Overall, these findings reveal several important issues to consider when assessing individuals with manifest HD in the clinical or research setting. First, reliance on self-report measures within this population should be done with caution, recognizing that anosognosia levels may skew symptom reports in some individuals. Involving an additional informant, such as a caregiver or family member, especially concerning individual’s cognitive and motoric functioning, can help to ensure a more valid representation of a person’s abilities. Additionally, these findings should dissuade against using self-report instruments as outcome measures in clinical HD research unless there is a matching companion form to account for varying levels of patient anosognosia.
Conclusion
Our study examined whether ratings of cognitive and motoric functioning provided by individuals with manifest HD vs their caregivers were more closely aligned with objective measures of performance. We found that caregivers’ ratings of manifest HD individuals were more highly associated with performance based measures, likely in part due to patients’ levels of anosognosia. Moreover, we found that patients’ motor and cognitive severity were significant predictors of their levels of anosognosia. These findings suggest that the use of a collateral informant, either caregiver or close family member, in clinical or research settings is necessary to ensure the reliability of symptom reports in individuals with HD.
Highlights.
Caregiver-ratings of HD functioning better correlate with objective measures.
Anosognosia impairs HD self-report of cognitive and motoric abilities.

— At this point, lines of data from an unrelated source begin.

//! Master volume.

mod percent;
pub use percent::Percent;

mod controller;
pub use controller::VolumeController;
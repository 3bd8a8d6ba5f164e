//! Hardware parameter negotiation.

mod layout;
pub use layout::NegotiatedLayout;

mod negotiate;
pub(crate) use negotiate::negotiate;
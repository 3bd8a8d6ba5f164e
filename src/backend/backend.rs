//! The audio subsystem contract.
//!
//! These traits are a 1:1 simplification of the PCM and simple
//! mixer APIs of ALSA. Implementors only translate calls and
//! statuses, all the negotiation/recovery logic lives above them.

//----------------------------------------------------------------------------------------------- use
use strum::{
	AsRefStr,
	Display,
	IntoStaticStr,
};
use crate::{
	error::BackendError,
	format::SampleFormat,
};

//----------------------------------------------------------------------------------------------- Direction
/// Stream direction.
#[derive(Copy,Clone,Debug,Hash,PartialEq,Eq,PartialOrd,Ord)]
#[derive(AsRefStr,Display,IntoStaticStr)]
#[cfg_attr(feature = "serde", derive(serde::Serialize, serde::Deserialize))]
#[cfg_attr(feature = "bincode", derive(bincode::Encode, bincode::Decode))]
#[strum(serialize_all = "snake_case")]
pub enum Direction {
	/// Recording, device -> caller.
	Capture,
	/// Playing, caller -> device.
	Playback,
}

//----------------------------------------------------------------------------------------------- Backend
/// Entry point into an audio subsystem.
///
/// This is cheap to clone, every clone refers to the same subsystem.
pub trait Backend: Clone {
	/// An open PCM stream.
	type Pcm: Pcm;
	/// An open mixer.
	type Mixer: Mixer;

	/// Open the PCM device `name` in `direction`.
	///
	/// The stream must be blocking.
	fn open_pcm(&self, name: &str, direction: Direction) -> Result<Self::Pcm, BackendError>;

	/// Open an empty mixer, not attached to any card.
	///
	/// Dropping the returned value closes it.
	fn open_mixer(&self) -> Result<Self::Mixer, BackendError>;
}

//----------------------------------------------------------------------------------------------- Pcm
/// An open PCM stream.
///
/// Dropping this without calling [`Pcm::close`] must
/// still release it, but without draining.
pub trait Pcm {
	/// Hardware parameter space of this stream.
	type HwParams<'a>: HwParams where Self: 'a;

	/// Allocate a parameter descriptor filled with the
	/// full configuration space of this stream.
	///
	/// The descriptor is freed when dropped.
	fn hw_params_any(&self) -> Result<Self::HwParams<'_>, BackendError>;

	/// Install `params` on the stream and prepare it.
	///
	/// Either every parameter is applied or none are.
	fn commit(&self, params: &Self::HwParams<'_>) -> Result<(), BackendError>;

	/// Blocking interleaved read into `buf`.
	///
	/// `buf` holds a whole number of frames. Returns frames read.
	fn readi(&mut self, buf: &mut [u8]) -> Result<usize, BackendError>;

	/// Blocking interleaved write of `buf`.
	///
	/// `buf` holds a whole number of frames. Returns frames written.
	fn writei(&mut self, buf: &[u8]) -> Result<usize, BackendError>;

	/// Bring the stream back to a usable state after an xrun.
	fn prepare(&mut self) -> Result<(), BackendError>;

	/// Stop immediately, discarding pending frames.
	fn discard(&mut self) -> Result<(), BackendError>;

	/// Stop after all pending frames have been played.
	fn drain(&mut self) -> Result<(), BackendError>;

	/// Release the stream.
	///
	/// Backends that cannot observe the release status
	/// (like `alsa`, which closes in `Drop`) return `Ok(())`.
	fn close(self) -> Result<(), BackendError>;
}

//----------------------------------------------------------------------------------------------- HwParams
/// A hardware parameter descriptor being narrowed down.
///
/// Every `set_*` narrows the space further and fails
/// if the value is outside of what is left of it.
pub trait HwParams {
	/// Restrict to interleaved read/write access.
	fn set_access_interleaved(&mut self) -> Result<(), BackendError>;
	/// Restrict to exactly `format`.
	fn set_format(&mut self, format: SampleFormat) -> Result<(), BackendError>;
	/// Restrict to exactly `channels`.
	fn set_channels(&mut self, channels: u32) -> Result<(), BackendError>;
	/// Restrict to exactly `rate`, never a nearby one.
	fn set_rate(&mut self, rate: u32) -> Result<(), BackendError>;

	/// The largest buffer (in frames) left in the space.
	fn buffer_size_max(&self) -> Result<usize, BackendError>;
	/// Restrict to the buffer size closest to `frames`, returning it.
	fn set_buffer_size_near(&mut self, frames: usize) -> Result<usize, BackendError>;
	/// Restrict to the period size closest to `frames`, returning it.
	fn set_period_size_near(&mut self, frames: usize) -> Result<usize, BackendError>;
	/// Period count of the current space.
	fn periods(&self) -> Result<u32, BackendError>;
}

//----------------------------------------------------------------------------------------------- Mixer
/// An open mixer.
pub trait Mixer {
	/// A simple mixer element of this mixer.
	type Selem<'a>: Selem where Self: 'a;

	/// Attach to the card named `card`.
	fn attach(&mut self, card: &str) -> Result<(), BackendError>;
	/// Register the simple element interface.
	fn register(&mut self) -> Result<(), BackendError>;
	/// Load the elements of all attached cards.
	fn load(&mut self) -> Result<(), BackendError>;
	/// Find the simple element `name,index`.
	fn find_selem(&self, name: &str, index: u32) -> Option<Self::Selem<'_>>;
}

//----------------------------------------------------------------------------------------------- Selem
/// A simple mixer element.
pub trait Selem {
	/// Native `(min, max)` playback volume.
	fn playback_volume_range(&self) -> Result<(i64, i64), BackendError>;
	/// Current native playback volume of the mono/first channel.
	fn playback_volume_mono(&self) -> Result<i64, BackendError>;
	/// Set the native playback volume of every channel.
	fn set_playback_volume_all(&self, value: i64) -> Result<(), BackendError>;
}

Cognitive and motoric severity are predictors of anosognosia levels in HD.
Funding:
Dr. Corey-Bloom receives grant funding from NIH P30 AG062429; center support from the HDSA Center of Excellence Program; clinical trial support from Roche/Genentech, Huntington Study Group, Prilenia Therapeutics, CHDI, Triplet Therapeutics, and Sage Therapeutics.
Footnotes
Human and Animal Rights Statement: This study received ethical approval from the UCSD Human Research Protections Program. All subjects signed informed consent prior to participating in this research. The privacy rights of human subjects must always be observed.
Declaration of Interests: None of the authors have any interests related to this study.